At first, the United States had only a nominal army. In the spring of 1792 the number of troops was increased to 5,000, a legionary organization was adopted, and Anthony Wayne was appointed Major-General. With this army General Wayne took the field against the Miami Indians, and overthrew them at the battle of Maumee Rapids on August 20, 1794.

You all remember the stirring picture of the Battle of Lake Erie in the Capitol at Washington. Commodore Oliver Hazard Perry, taking his younger brother Alexander with him and calling to four sailors to row him to the Niagara, is represented, with the flag of his vessel wrapped around his arm, as he passed from the disabled Lawrence in a small boat to the ship next in size to the ruined flag-ship. Going out from Put-in-Bay the 10th of September, 1813, with his whole squadron, he met the British fleet in a memorable naval contest. Himself a young man of twenty-eight years of age he was opposed to one of Nelson’s veterans. Himself a Scotch-Irishman, his opponent, Captain Robert H. Barclay, was a Scotchman. The engagement was hot, but at three o’clock in the afternoon the gallant Perry saw the British flag hauled down. For the first time since she had created a navy, Great Britain lost an entire squadron. “We have met the enemy and they are ours,” is the familiar line in which Perry announced his victory, in a despatch to General William Henry Harrison. Commodore Perry’s mother was Sarah Wallace Alexander, a Scotch woman from the north of Ireland.[66] She became the mother of five sons, all of whom were officers in the United States Navy. Two daughters married Captain George W. Rogers and Dr. William Butler of the U. S. Navy. Dr. Butler was the father of Senator Matthew Calbraith Butler, of South Carolina. After the victory at Lake Erie, some farmers in Rhode Island, you remember, declared, such was the estimation in which they held this woman, that it was “Mrs. Perry’s victory.”[67]

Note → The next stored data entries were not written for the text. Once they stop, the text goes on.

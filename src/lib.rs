//! Eikon: durable orchestration of talking-portrait video generation
//!
//! `eikon` (εἰκών, Greek for "likeness" or "portrait") accepts requests to
//! animate a photo with a script or an audio clip, and drives each request
//! through a multi-step pipeline of slow, unreliable third-party synthesis
//! calls to exactly one terminal state.
//!
//! # Features
//!
//! - **Durable steps**: every sub-step persists its artifact; re-execution resumes, never repeats
//! - **Two completion models**: inline results from synchronous providers, webhook callbacks
//!   from asynchronous ones, correlated by external handle
//! - **Exactly-once charging**: a job-keyed atomic debit, taken only on success
//! - **Fair admission**: a FIFO concurrency cap per owner, held until the job is terminal
//! - **Retry logic**: bounded attempts with exponential backoff and per-attempt timeouts
//!
//! # Quick Start
//!
//! ```no_run
//! use eikon::prelude::*;
//! use std::sync::Arc;
//! use tokio::sync::mpsc;
//!
//! # async fn example(
//! #     gateway: Arc<dyn SynthesisGateway>,
//! #     assets: Arc<dyn AssetStore>,
//! # ) -> Result<(), Box<dyn std::error::Error>> {
//! let store = Arc::new(SqliteJobStore::new("eikon.db").await?);
//! let admission = Arc::new(AdmissionController::default());
//! let engine = Arc::new(Engine::new(
//!     store.clone(),
//!     gateway,
//!     assets,
//!     admission.clone(),
//!     EngineConfig::default(),
//! ));
//!
//! let (sender, receiver) = mpsc::channel(1024);
//! let worker = Worker::new(engine, receiver).start();
//! let scheduler = JobScheduler::new(store, admission, sender);
//!
//! let job = scheduler
//!     .submit_job(JobRequest {
//!         owner_id: "user-1".into(),
//!         photo_key: "ptv/face.png".to_string(),
//!         script: Some("Hello from my portrait".to_string()),
//!         audio_key: None,
//!         voice_key: Some("samples/voices/jeff.mp3".to_string()),
//!         mode: Mode::Standard,
//!         enhancement: true,
//!     })
//!     .await?;
//! println!("submitted {}", job.id());
//!
//! worker.shutdown().await;
//! # Ok(())
//! # }
//! ```
//!
//! # Module Organization
//!
//! Each module hides a design decision that is likely to change:
//!
//! - [`core`]: job model, state machine and retry policy
//! - [`storage`]: job records and credit ledger (hides database choice and schema)
//! - [`gateway`]: providers and object storage (hides wire formats)
//! - [`executor`]: admission, step engine, callback correlation
//! - [`api`]: HTTP boundary
//! - [`config`]: environment configuration of the server

pub mod api;
pub mod config;
pub mod core;
pub mod executor;
pub mod gateway;
pub mod storage;

// Re-export commonly used types for convenience
pub use crate::core::{
    CoreError, FailureCategory, GenerationJob, JobId, JobRequest, JobStatus, Mode, OwnerId,
    RetryPolicy, RetryableError,
};

pub use executor::{
    AdmissionController, CallbackCorrelator, CallbackError, CallbackOutcome, Engine,
    EngineConfig, ExecutionError, JobOutcome, JobScheduler, Worker, WorkerHandle,
};

pub use gateway::{AssetStore, CallbackNotice, GatewayError, SynthesisGateway};

pub use storage::{
    CreditLedger, Debit, InMemoryJobStore, JobStore, Result as StorageResult, StorageError,
    Store,
};

#[cfg(feature = "sqlite")]
pub use storage::SqliteJobStore;

/// Prelude module for convenient glob imports
///
/// # Example
///
/// ```
/// use eikon::prelude::*;
/// ```
pub mod prelude {
    pub use crate::core::{
        CoreError, DrivingSource, FailureCategory, GenerationJob, JobId, JobRequest, JobStatus,
        Mode, OwnerId, RetryPolicy, RetryableError,
    };

    pub use crate::executor::{
        AdmissionController, CallbackCorrelator, CallbackError, CallbackOutcome, Engine,
        EngineConfig, ExecutionError, JobOutcome, JobScheduler, Worker, WorkerHandle,
    };

    pub use crate::gateway::{
        AssetStore, CallbackNotice, GatewayError, PortraitSubmission, ProviderOutcome,
        SynthesisGateway, UploadPurpose,
    };

    pub use crate::storage::{
        CreditLedger, Debit, InMemoryJobStore, JobStore, StorageError, Store,
    };

    #[cfg(feature = "sqlite")]
    pub use crate::storage::SqliteJobStore;
}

The furious battle at the Horse Shoe of the Tallapoosa River with the Creek Indians, March 27, 1814, brought to the front General Sam Houston, a man of the Scotch-Irish race of whom the country has heard much. Major-General Andrew Jackson, another distinguished Scotch-Irishman,[68] commanded in that battle. Jackson’s father, also named Andrew, came from Carrickfergus, on the north coast of Ireland, in 1765. This battle was a signal victory, and soon after a treaty of peace was signed by which the hostile Creeks lost the greater part of their territory. It is unnecessary to speak of General Jackson’s success at New Orleans in January of the following year.

It must be stated, however, that General James Miller, who won universal admiration by his gallant attack upon a battery at Lundy’s Lane, July 25, 1814, was Scotch-Irish, a native of Peterborough and out of the loins of Londonderry.[69] It is he who was subsequently Collector of Customs at Salem for more than twenty years, and of whom Hawthorne speaks so enthusiastically, calling him “New England’s most distinguished soldier.”[70]

Zachary Taylor, the popular hero of the Mexican war, is generally reckoned as having been of Scotch-Irish extraction; of that race, too, of course, was Matthew Calbraith Perry, the brother of the victor of the battle of Lake Erie, who ably assisted Scott as a naval commander at Vera Cruz, and who afterwards organized and conducted with marked success the well known expedition to Japan.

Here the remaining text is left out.